Stored entries:
..............................
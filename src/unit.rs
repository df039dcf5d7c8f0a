//! Bytecode Artifact and Executable Unit (spec §3 / §4.4).

use std::sync::Arc;

use chrono::{DateTime, Utc};
use sha2::{Digest, Sha256};

use crate::compiler::Compiler;
use crate::context::EvalContext;
use crate::error::{ProviderError, UnitError};
use crate::provider::{layer_static, DataProvider, DataProviderExt};
use crate::source::{Loader, SourceRef};
use crate::value::Value;

/// Closed set of engine discriminators (spec §6). Internally the three
/// engines are named after the role they play (`Expr`, `Config`, `Wasm`);
/// `as_str`/`FromStr` map to the wire tags `risor`/`starlark`/`extism` so the
/// external vocabulary of spec §6 is preserved without tying the
/// implementation's internal naming to a specific upstream VM.
#[derive(Debug, Clone, Copy, PartialEq, Eq, Hash)]
pub enum EngineType {
    Risor,
    Starlark,
    Extism,
}

impl EngineType {
    pub fn as_str(&self) -> &'static str {
        match self {
            EngineType::Risor => "risor",
            EngineType::Starlark => "starlark",
            EngineType::Extism => "extism",
        }
    }
}

impl std::fmt::Display for EngineType {
    fn fmt(&self, f: &mut std::fmt::Formatter<'_>) -> std::fmt::Result {
        write!(f, "{}", self.as_str())
    }
}

impl std::str::FromStr for EngineType {
    type Err = String;

    fn from_str(s: &str) -> Result<Self, Self::Err> {
        match s {
            "risor" => Ok(EngineType::Risor),
            "starlark" => Ok(EngineType::Starlark),
            "extism" => Ok(EngineType::Extism),
            other => Err(format!("unknown engine discriminator: {other}")),
        }
    }
}

/// A compiled WASM artifact: the wasmtime engine it was compiled against
/// plus the compiled module. Kept together because instantiating the
/// module always needs its originating engine (mirrors the teacher's
/// `WasmInstance { engine, module, .. }`).
#[derive(Clone)]
pub struct WasmArtifact {
    pub engine: wasmtime::Engine,
    pub module: wasmtime::Module,
    pub entrypoint: String,
}

/// The engine-specific compiled representation. `Expr` holds a real,
/// reusable `rhai::AST` (rhai's own compile-once/eval-many primitive).
/// `Config` has no separate compiled form to hold — starlark-rust's
/// `AstModule` is consumed by evaluation, so the validated source text
/// (already stored on [`Bytecode`]) is re-parsed fresh at each `eval` call;
/// this variant exists to carry the `ConfigCompiler`'s validation stamp.
/// `Wasm` holds the compiled module as `wasmtime::Module` is cheaply
/// cloneable and safe to reuse across evaluations.
#[derive(Clone)]
pub enum CompiledArtifact {
    Expr(Arc<rhai::AST>),
    Config,
    Wasm(WasmArtifact),
}

/// Engine-tagged opaque value plus the original source bytes. The
/// discriminator determines which evaluator may consume `artifact`;
/// mismatch is a fatal, detectable `EvalError::EngineMismatch`.
#[derive(Clone)]
pub struct Bytecode {
    pub engine: EngineType,
    pub source: Arc<str>,
    pub artifact: CompiledArtifact,
    pub declared_globals: Vec<String>,
}

impl Bytecode {
    pub fn new(
        engine: EngineType,
        source: String,
        artifact: CompiledArtifact,
        declared_globals: Vec<String>,
    ) -> Self {
        Self {
            engine,
            source: Arc::from(source),
            artifact,
            declared_globals,
        }
    }
}

/// Immutable post-compile bundle of bytecode, provider, and identity.
/// Never mutated after construction; safe to share across threads/tasks
/// without external locking (spec §5).
#[derive(Clone)]
pub struct ExecutableUnit {
    id: String,
    created_at: DateTime<Utc>,
    source_ref: Arc<dyn SourceRef>,
    bytecode: Arc<Bytecode>,
    provider: Option<Arc<DataProvider>>,
    engine_type: EngineType,
}

impl ExecutableUnit {
    /// Build an executable unit: open the loader, compile, derive an id if
    /// none was supplied, and layer `static_data` beneath `provider` via a
    /// composite (spec §4.4).
    pub async fn build(
        id: Option<String>,
        loader: Loader,
        compiler: &impl Compiler,
        provider: Option<DataProvider>,
        static_data: Option<std::collections::BTreeMap<String, Value>>,
    ) -> Result<Self, UnitError> {
        let stream = loader.open().await.map_err(UnitError::Loader)?;
        let bytecode = compiler.compile(stream)?;

        let id = id.unwrap_or_else(|| derive_id(bytecode.source.as_ref()));
        let provider = layer_static(static_data, provider);
        let engine_type = bytecode.engine;

        Ok(Self {
            id,
            created_at: Utc::now(),
            source_ref: Arc::new(loader),
            bytecode: Arc::new(bytecode),
            provider: provider.map(Arc::new),
            engine_type,
        })
    }

    pub fn id(&self) -> &str {
        &self.id
    }

    pub fn created_at(&self) -> DateTime<Utc> {
        self.created_at
    }

    pub fn source_ref(&self) -> &Arc<dyn SourceRef> {
        &self.source_ref
    }

    pub fn bytecode(&self) -> &Arc<Bytecode> {
        &self.bytecode
    }

    pub fn provider(&self) -> Option<&Arc<DataProvider>> {
        self.provider.as_ref()
    }

    pub fn engine_type(&self) -> EngineType {
        self.engine_type
    }

    /// Thin delegation to this unit's provider's `add` (spec §4.5). Fails
    /// with `no-provider` if the unit has none; the returned context keeps
    /// whatever data landed even on partial failure.
    pub async fn prepare(
        &self,
        ctx: EvalContext,
        data: Vec<Value>,
    ) -> (EvalContext, Result<(), ProviderError>) {
        match &self.provider {
            Some(provider) => provider.add(ctx, data).await,
            None => (ctx, Err(ProviderError::NoProvider)),
        }
    }
}

fn derive_id(source: &str) -> String {
    let digest = Sha256::digest(source.as_bytes());
    hex::encode(&digest[..6])
}

#[cfg(test)]
mod tests {
    use super::*;

    #[test]
    fn derive_id_is_twelve_hex_chars() {
        let id = derive_id("name := ctx.get(\"name\")");
        assert_eq!(id.len(), 12);
        assert!(id.chars().all(|c| c.is_ascii_hexdigit()));
    }

    #[test]
    fn derive_id_is_deterministic() {
        assert_eq!(derive_id("abc"), derive_id("abc"));
        assert_ne!(derive_id("abc"), derive_id("abd"));
    }

    #[test]
    fn engine_type_round_trips_through_str() {
        use std::str::FromStr;
        for tag in ["risor", "starlark", "extism"] {
            let engine = EngineType::from_str(tag).unwrap();
            assert_eq!(engine.as_str(), tag);
        }
        assert!(EngineType::from_str("cobol").is_err());
    }
}
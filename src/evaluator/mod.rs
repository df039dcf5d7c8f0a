//! Evaluator (per engine): executes compiled bytecode against a data
//! bundle and produces a typed, timed result (spec §4.5).

mod common;
mod config;
mod expr;
mod memory;
mod wasm;

pub use config::ConfigEvaluator;
pub use expr::ExprEvaluator;
pub use wasm::WasmEvaluator;

use async_trait::async_trait;

use crate::context::EvalContext;
use crate::error::EvalError;
use crate::result::EvalResult;
use crate::unit::{EngineType, ExecutableUnit};

/// Implemented by each engine's evaluator. `eval` alone carries the
/// execution contract; `prepare` (spec §4.5) is thin enough to live
/// directly on [`ExecutableUnit::prepare`] instead, since it only needs the
/// unit's provider, not anything engine-specific.
#[async_trait]
pub trait Evaluator: Send + Sync {
    fn engine_type(&self) -> EngineType;

    async fn eval(&self, unit: &ExecutableUnit, ctx: EvalContext) -> Result<EvalResult, EvalError>;
}
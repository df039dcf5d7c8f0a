//! Host `Value` <-> `serde_json::Value` conversion, used at the WASM
//! engine's serialised-bundle boundary.

use std::collections::BTreeMap;

use serde_json::{Map as JsonMap, Value as Json};

use crate::error::EvalError;
use crate::value::Value;

pub fn host_to_wasm_json(value: &Value) -> Json {
    match value {
        Value::Null => Json::Null,
        Value::Bool(b) => Json::Bool(*b),
        Value::Int(i) => Json::from(*i),
        Value::Float(f) => Json::from(*f),
        Value::String(s) => Json::String(s.clone()),
        Value::List(items) | Value::Tuple(items) => {
            Json::Array(items.iter().map(host_to_wasm_json).collect())
        }
        Value::Map(m) => {
            let mut obj = JsonMap::new();
            for (k, v) in m {
                obj.insert(k.clone(), host_to_wasm_json(v));
            }
            Json::Object(obj)
        }
        Value::StringListMap(m) => {
            let mut obj = JsonMap::new();
            for (k, v) in m {
                obj.insert(
                    k.clone(),
                    Json::Array(v.iter().cloned().map(Json::String).collect()),
                );
            }
            Json::Object(obj)
        }
        Value::Set(s) => Json::Array(s.iter().cloned().map(Json::String).collect()),
        Value::Request(req) => host_to_wasm_json(&Value::Map(crate::provider::request::flatten(req))),
        Value::Function(name) => Json::String(name.clone()),
        Value::Error(msg) => Json::String(msg.clone()),
    }
}

pub fn wasm_json_to_host(json: Json) -> Result<Value, EvalError> {
    match json {
        Json::Null => Ok(Value::Null),
        Json::Bool(b) => Ok(Value::Bool(b)),
        Json::Number(n) => {
            if let Some(i) = n.as_i64() {
                Ok(Value::Int(i))
            } else if let Some(f) = n.as_f64() {
                if f.is_finite() {
                    Ok(Value::Float(f))
                } else {
                    Err(EvalError::ConversionFailed(format!(
                        "wasm output number is not finite: {n}"
                    )))
                }
            } else {
                Err(EvalError::ConversionFailed(format!(
                    "wasm output number out of range: {n}"
                )))
            }
        }
        Json::String(s) => Ok(Value::String(s)),
        Json::Array(items) => {
            let items = items
                .into_iter()
                .map(wasm_json_to_host)
                .collect::<Result<Vec<_>, _>>()?;
            Ok(Value::List(items))
        }
        Json::Object(obj) => {
            let mut out = BTreeMap::new();
            for (k, v) in obj {
                out.insert(k, wasm_json_to_host(v)?);
            }
            Ok(Value::Map(out))
        }
    }
}
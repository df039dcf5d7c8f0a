use async_trait::async_trait;
use std::io::{Cursor, Read};

use crate::error::LoaderError;

use super::{short_sha256, SourceRef};

/// Script source held as raw bytes under a caller-supplied name — the
/// in-memory-reader loader variant (spec §4.1).
pub struct ReaderSource {
    bytes: Vec<u8>,
    origin: String,
}

impl ReaderSource {
    pub fn new(name: String, bytes: Vec<u8>) -> Result<Self, LoaderError> {
        if bytes.iter().all(|b| b.is_ascii_whitespace()) {
            return Err(LoaderError::InputEmpty);
        }
        let origin = format!("reader://{}/{}", name, short_sha256(&bytes));
        Ok(Self { bytes, origin })
    }
}

#[async_trait]
impl SourceRef for ReaderSource {
    fn origin(&self) -> &str {
        &self.origin
    }

    async fn open(&self) -> Result<Box<dyn Read + Send>, LoaderError> {
        Ok(Box::new(Cursor::new(self.bytes.clone())))
    }
}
..............................
WHAT IS NEEDED |
Filter the records above for "plus" and copy every matching line.

ANSWER SECTION |
/// plus the compiled module. Kept together because instantiating the
/// Engine-tagged opaque value plus the original source bytes. The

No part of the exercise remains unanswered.